Thales Machado, secretário de Governo de Itumbiara que matou os filhos e se suicidou, recebia um salário bruto de quase R$ 20 mil. Genro do prefeito, ele era braço direito da gestão desde 2021. A Polícia Civil investiga a motivação do crime, que teria sido detalhada em uma carta deixada pelo agressor.
O secretário de Governo do Município de Itumbiara (GO), Thales Machado — que matou os dois filhos, de 8 e 12 anos, e na sequência cometeu suicídio* na noite desta quarta-feira (11) —, era genro do prefeito Dione Araújo e ocupava um cargo estratégico na administração municipal.
Nos registros oficiais do Portal da Transparência, o salário-base de Thales era de R$ 19.803,83, com rendimento líquido de R$ 14.602,30 após os descontos obrigatórios. Ele atuava como Secretário Municipal de Governo desde 2021, sendo o responsável direto pela articulação política e institucional da prefeitura.
O secretário era considerado homem de confiança de seu sogro, o prefeito Dione Araújo. Sua trajetória profissional incluía formação em Engenharia Agronômica e Administração de Empresas, além de experiência anterior como gestor do Center Plaza e atuação no setor agrícola.

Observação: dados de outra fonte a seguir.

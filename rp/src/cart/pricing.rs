//! Tax and fee schedule

use rust_decimal::{Decimal, RoundingStrategy};
use serde::{Deserialize, Serialize};

/// Rates applied on top of a cart subtotal
#[derive(Debug, Clone, PartialEq, Eq, Serialize, Deserialize)]
#[serde(default)]
pub struct PricingConfig {
    /// Fraction of subtotal charged as tax
    #[serde(rename = "tax-rate")]
    pub tax_rate: Decimal,

    /// Fraction of subtotal charged as a service fee
    #[serde(rename = "service-fee-rate")]
    pub service_fee_rate: Decimal,

    /// Fixed fee per cart
    #[serde(rename = "flat-fee")]
    pub flat_fee: Decimal,
}

impl Default for PricingConfig {
    fn default() -> Self {
        Self {
            tax_rate: Decimal::new(875, 4),
            service_fee_rate: Decimal::new(25, 3),
            flat_fee: Decimal::ZERO,
        }
    }
}

impl PricingConfig {
    /// Tax on a subtotal, rounded to cents; None on overflow
    pub fn tax(&self, subtotal: Decimal) -> Option<Decimal> {
        subtotal.checked_mul(self.tax_rate).map(round_cents)
    }

    /// Flat fee plus percentage fee, rounded to cents; None on overflow
    pub fn fees(&self, subtotal: Decimal) -> Option<Decimal> {
        let rated = subtotal.checked_mul(self.service_fee_rate).map(round_cents)?;
        self.flat_fee.checked_add(rated)
    }

    pub fn is_valid(&self) -> bool {
        self.tax_rate >= Decimal::ZERO && self.service_fee_rate >= Decimal::ZERO && self.flat_fee >= Decimal::ZERO
    }
}

/// Round to two places, halves away from zero
pub fn round_cents(amount: Decimal) -> Decimal {
    amount.round_dp_with_strategy(2, RoundingStrategy::MidpointAwayFromZero)
}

Andamento das investigações
O crime aconteceu no condomínio onde a família residia. Segundo relatos, Thales teria divulgado uma carta aberta na véspera do ato, mencionando uma suposta crise conjugal e traição da esposa como motivação para a tragédia.
De acordo com as investigações preliminares, o secretário tirou a própria vida após atirar nos filhos. O filho mais velho, de 12 anos, foi levado ao Hospital Municipal Modesto de Carvalho, mas não resistiu. O mais novo, de 8 anos, passou por cirurgia e permaneceu em estado gravíssimo, mas teve a morte cerebral confirmada nesta quinta-feira (12).
A Polícia Civil isolou o local logo após os disparos para a perícia técnica e instaurou um inquérito para apurar a dinâmica exata dos fatos. Os investigadores trabalham com cautela para preservar a família e não divulgaram novos detalhes até o momento.
*O suicídio pode ser prevenido. Saber reconhecer os sinais de alerta em si mesmo ou em alguém próximo pode ser o primeiro passo. Se notar comportamentos suicidas, procure ajuda médica especializada. O CVV (Centro de Valorização da Vida) atende gratuitamente pelo telefone 188.